The celebrated wine expert passed away earlier this month, but his legacy lives on through a shocking 1976 blind tasting in Paris

British wine expert Steven Spurrier joins global wine producers in attending Vinexpo Asia-Pacific 2014, held at the Hong Kong Convention & Exhibition Centre, on May 27, 2014, in Hong Kong, China
British wine expert Steven Spurrier in 2014 at a Hong Kong wine expo.
George Rose/Getty Images

You can thank Steven Spurrier for uplifting Napa Valley wines and bringing down the snootiness of vino culture.

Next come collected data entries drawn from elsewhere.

//! Packed cell encoding shared by the simulation and the wire codec.

// ============================================================================
// CELL ENCODING
// ============================================================================
//
// Each cell is one u32 with three fields packed:
// ┌──────────┬──────────┬──────────┬────────────────────────┐
// │ bits 31-24│ bits 23-16│ bits 15-8│ bits 7-0               │
// │    red    │   green   │   blue   │ vitality (bit 0 alive) │
// └──────────┴──────────┴──────────┴────────────────────────┘

pub const ALIVE_BIT: u32 = 0x0000_0001;
pub const VITALITY_MASK: u32 = 0x0000_00FF;
pub const COLOR_MASK: u32 = 0xFFFF_FF00;

/// Low byte given to every freshly placed or newborn cell.
pub const ALIVE_NEW: u32 = 0x0000_00FF;

/// A single grid cell. `Cell::DEAD` is the only dead value the engine produces.
#[derive(Clone, Copy, Debug, Default, PartialEq, Eq, Hash)]
pub struct Cell(u32);

impl Cell {
    pub const DEAD: Cell = Cell(0);

    #[inline]
    pub const fn from_raw(raw: u32) -> Self {
        Cell(raw)
    }

    /// Alive with the given packed colour and full vitality.
    /// The low byte of `color` is ignored.
    #[inline]
    pub const fn new_alive(color: u32) -> Self {
        Cell((color & COLOR_MASK) | ALIVE_NEW)
    }

    #[inline] pub const fn raw(self) -> u32     { self.0 }
    #[inline] pub const fn alive(self) -> bool  { self.0 & ALIVE_BIT != 0 }
    #[inline] pub const fn vitality(self) -> u8 { (self.0 & VITALITY_MASK) as u8 }
    #[inline] pub const fn color(self) -> u32   { self.0 & COLOR_MASK }

    #[inline]
    pub const fn rgb(self) -> Rgb {
        Rgb::from_bits(self.0)
    }

    /// Same vitality byte, different colour.
    #[inline]
    pub const fn with_rgb(self, rgb: Rgb) -> Self {
        Cell(rgb.to_bits() | (self.0 & VITALITY_MASK))
    }
}

impl From<Cell> for u32 {
    fn from(cell: Cell) -> Self {
        cell.0
    }
}

/// Unpacked colour channels of a cell.
#[derive(Clone, Copy, Debug, Default, PartialEq, Eq)]
pub struct Rgb {
    pub r: u8,
    pub g: u8,
    pub b: u8,
}

impl Rgb {
    pub const fn new(r: u8, g: u8, b: u8) -> Self {
        Rgb { r, g, b }
    }

    #[inline]
    pub const fn from_bits(bits: u32) -> Self {
        Rgb {
            r: (bits >> 24) as u8,
            g: (bits >> 16) as u8,
            b: (bits >> 8) as u8,
        }
    }

    /// Packed into bits 8-31, low byte zero.
    #[inline]
    pub const fn to_bits(self) -> u32 {
        ((self.r as u32) << 24) | ((self.g as u32) << 16) | ((self.b as u32) << 8)
    }
}

#[cfg(test)]
mod tests {
    use super::*;

    #[test]
    fn test_cell_encoding_specific_values() {
        assert_eq!(Cell::DEAD.raw(), 0);
        assert_eq!(Cell::new_alive(0).raw(), 0xFF);
        assert_eq!(Cell::new_alive(0xAABB_CC00).raw(), 0xAABB_CCFF);
        // low byte of the colour never leaks into vitality
        assert_eq!(Cell::new_alive(0x1122_3344).raw(), 0x1122_33FF);
    }

    #[test]
    fn test_alive_flag_and_vitality() {
        let cell = Cell::from_raw(0x0000_FF05);
        assert!(cell.alive());
        assert_eq!(cell.vitality(), 5);
        assert_eq!(cell.color(), 0x0000_FF00);

        assert!(!Cell::from_raw(0xFFFF_FF00).alive());
    }

    #[test]
    fn test_rgb_byte_layout() {
        let cell = Cell::new_alive(0x1020_3000);
        assert_eq!(cell.rgb(), Rgb::new(0x10, 0x20, 0x30));
        assert_eq!(Rgb::new(0x10, 0x20, 0x30).to_bits(), 0x1020_3000);
    }

    #[test]
    fn test_with_rgb_keeps_vitality() {
        let cell = Cell::from_raw(0xFFFF_FF7B);
        let recoloured = cell.with_rgb(Rgb::new(1, 2, 3));
        assert_eq!(recoloured.raw(), 0x0102_037B);
    }
}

The wine expert passed away on March 9 at the age of 79, The New York Times reported. Throughout his storied life, the Englishman owned various wine shops, ran a wine school and wrote several wine books (and was also a longtime contributor to the drinks publication Decanter). He and his wife Bella also started the vineyard and wine label Bride Valley in England.

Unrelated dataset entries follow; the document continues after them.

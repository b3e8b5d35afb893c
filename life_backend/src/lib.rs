//! Shared real-time Game of Life world.
//!
//! One driver thread owns a double-buffered [`World`] and advances it with a
//! tiled worker fan-out; observers edit it through queued intents while
//! paused and receive run-length encoded frames after every generation.

// =============================================================================
// MODULE DECLARATIONS
// =============================================================================

pub mod cell;
pub mod grid;
pub mod rules;
pub mod neighborhood;
pub mod color;
pub mod scheduler;
pub mod pattern;
pub mod world;
pub mod command;
pub mod codec;
pub mod message;
pub mod config;
pub mod observers;
pub mod driver;

// =============================================================================
// RE-EXPORTS
// =============================================================================

pub use cell::{Cell, Rgb};
pub use codec::{CodecError, Replica};
pub use command::{CommandError, CommandState, Intent, Outcome, RunState};
pub use config::{ConfigError, SimulationConfig};
pub use driver::{spawn, Cycle, Driver, IntakeError, Request, SimulationHandle};
pub use grid::Grid;
pub use message::Message;
pub use observers::{ObserverId, Observers};
pub use pattern::{Pattern, PatternError, PatternLibrary};
pub use rules::RuleTable;
pub use world::{World, WorldError};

As the Times notes, Spurrier’s legacy was cemented during a May 24, 1976 blind tasting of California and Bordeaux wines that he set up for nine esteemed French wine critics. When a 1973 chardonnay from Chateau Montelena and a 1973 cabernet sauvignon from Stag’s Leap Cellars (both in Napa Valley) won top honors, it opened the door for California wines across the globe. The “Judgment of Paris,” as a Time headline called it, also inspired a few movies (including 2008’s Bottle Shock, which Spurrier did not seem to enjoy) and an upcoming documentary.

“The most important thing in my view is the judgment of Paris created a template whereby unknown wines of high quality could go up against known benchmark wines of high quality, blind, provided they were in front of an incredibly reputable panel of judges,” as Spurrier later told Time.

The 2008 film “Bottle Shock,” which depicted Steven Spurrier’s infamous Paris wine tasting

As an Englishman who owned a wine shop in Paris, Spurrier may have been used to a rather dismissive attitude from the locals. As the told the Times in 1977, “There is a myth about Frenchmen, that they know all about wine simply because they grew up drinking it. In fact, most Frenchmen don’t know anything about wine. They don’t really care. They care about food. They can talk for hours about the nuance of a sauce, but wine is really just something to clear the palate for the next food taste. So we’re trying to change that a bit.”

But his legacy includes much more than a single wine competition. In a statement from his Bride Valley vineyard, the team there noted, “He will be sorely missed, not just by his immediate family and friends, but by people right across the world of wine. His enthusiasm and love of wine will live on through Bride Valley Vineyard, the Académie du Vin Library, the relaunched Académie du Vin in Canada and through the work of the many wine makers, wine writers and wine educators he championed.”